Since 2012, RRI’s DRC collaborators have undertaken a host of concerted measures to help push this reform process. These measures include: 

    • Helping coalition members participate in the development of the land policy document from the very beginning.
    • Strengthening their knowledge base by conducting national level research and analyses, and capacity building to influence the elaboration of texts. 
    • Facilitating a series of provincial dialogues on land tenure (especially on women’s access to land).
    • Facilitating national consultations in 13 out of 26 provinces on the draft land policy document, engaging directly with the Ministry of Land Affairs through the National Commission of Land Reform (CONAREF) for discussions, and submission of inputs (from analysis, communities, and coalition members).
    • And most recently, organizing a national level validation meeting in November 2021 with our DRC coalition members to integrate all feedback from provincial stakeholders and national experts into the final land policy document. This meeting brought together ministers, parliamentarians, other government representatives, judges, representatives of international NGOs and development agencies, private sector actors, students and professors, and community members from all around the country – all at the same table to deliberate a law that would impact their country’s future for generations.

Most notably, RRI is the only international NGO asked by the government to present its recommendations to improve the draft land policy document. All of RRI’s recommendations to strengthen and clarify collective tenure were adopted and included in the final version of the land policy document. In addition, the Ministry of Land Affairs official asked specifically for RRI’s support in piloting a “Community Land Registry” in some provinces to share information and explore further opportunities to scale-up reform nationally.

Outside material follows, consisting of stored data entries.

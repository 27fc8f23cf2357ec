use std::path::Path;
use std::process;

use colored::Colorize;
use itertools::Itertools;
use list_reversal::config::{DemoConfig, OutputFormat};
use list_reversal::error::ConfigError;
use list_reversal::node;
use list_reversal::reverse_list;
use serde::Serialize;

// =============================================================================
// Reversal reports
// =============================================================================

#[derive(Debug, Clone, PartialEq, Eq, Serialize)]
struct ReversalReport {
    input: Vec<i64>,
    output: Vec<i64>,
    nodes: usize,
}

fn reverse_sequence(values: &[i64]) -> ReversalReport {
    let head = reverse_list(node::from_vec(values.to_vec()));
    let nodes = node::len(&head);

    ReversalReport {
        input: values.to_vec(),
        output: node::into_vec(head),
        nodes,
    }
}

fn render_chain(values: &[i64], show_links: bool) -> String {
    if !show_links {
        return format!("{:?}", values);
    }
    if values.is_empty() {
        return "None".to_string();
    }
    format!("{} -> None", values.iter().join(" -> "))
}

fn render_text(reports: &[ReversalReport], show_links: bool) -> String {
    reports
        .iter()
        .map(|report| {
            format!(
                "{} {}\n{} {}",
                "input: ".cyan(),
                render_chain(&report.input, show_links),
                "output:".green(),
                render_chain(&report.output, show_links),
            )
        })
        .join("\n\n")
}

fn render_json(reports: &[ReversalReport]) -> Result<String, serde_json::Error> {
    serde_json::to_string_pretty(reports)
}

fn load_config(arg: Option<String>) -> Result<DemoConfig, ConfigError> {
    match arg {
        Some(path) => DemoConfig::load(Path::new(&path)),
        None => Ok(DemoConfig::default()),
    }
}

fn main() {
    let config = match load_config(std::env::args().nth(1)) {
        Ok(config) => config,
        Err(err) => {
            eprintln!("{} {}", "error:".red().bold(), err);
            process::exit(1);
        }
    };

    let reports: Vec<ReversalReport> = config
        .sequences
        .iter()
        .map(|values| reverse_sequence(values))
        .collect();

    match config.format {
        OutputFormat::Text => {
            println!("{}", render_text(&reports, config.show_links));
            println!();
            println!(
                "{}",
                format!("✓ Reversed {} list(s)", reports.len()).green()
            );
        }
        OutputFormat::Json => match render_json(&reports) {
            Ok(json) => println!("{}", json),
            Err(err) => {
                eprintln!("{} {}", "error:".red().bold(), err);
                process::exit(1);
            }
        },
    }
}

#[cfg(test)]
mod tests {
    use super::*;

    #[test]
    fn test_reverse_sequence_scenarios() {
        let cases: Vec<(Vec<i64>, Vec<i64>)> = vec![
            (vec![1, 2, 3, 4, 5], vec![5, 4, 3, 2, 1]),
            (vec![], vec![]),
            (vec![7], vec![7]),
            (vec![1, 2], vec![2, 1]),
        ];

        for (input, expected) in cases {
            let report = reverse_sequence(&input);
            assert_eq!(report.output, expected);
            assert_eq!(report.nodes, input.len());
            assert_eq!(report.input, input);
        }
    }

    #[test]
    fn test_render_chain() {
        assert_eq!(render_chain(&[1, 2, 3], true), "1 -> 2 -> 3 -> None");
        assert_eq!(render_chain(&[], true), "None");
        assert_eq!(render_chain(&[4, 5], false), "[4, 5]");
    }

    #[test]
    fn test_render_text_contains_both_sides() {
        colored::control::set_override(false);
        let text = render_text(&[reverse_sequence(&[1, 2])], true);
        assert!(text.contains("input:  1 -> 2 -> None"));
        assert!(text.contains("output: 2 -> 1 -> None"));
    }

    #[test]
    fn test_render_json() {
        let json = render_json(&[reverse_sequence(&[1, 2, 3])]).unwrap();
        let value: serde_json::Value = serde_json::from_str(&json).unwrap();

        assert_eq!(value[0]["input"], serde_json::json!([1, 2, 3]));
        assert_eq!(value[0]["output"], serde_json::json!([3, 2, 1]));
        assert_eq!(value[0]["nodes"], 3);
    }

    #[test]
    fn test_load_config_defaults_without_argument() {
        let config = load_config(None).unwrap();
        assert_eq!(config, DemoConfig::default());
    }
}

RRI’s engagement in the DRC doesn’t end here. Our coalition plans to continue working with the Ministry of Land Affairs, CONAREF and other collaborators to raise awareness on the new land policy document as well as help create the pilot community land registry. It will also continue discussions with the government on piloting community tenure and women’s land concessions in some provinces, and its work with the Tenure Facility to implement the reforms now on the book.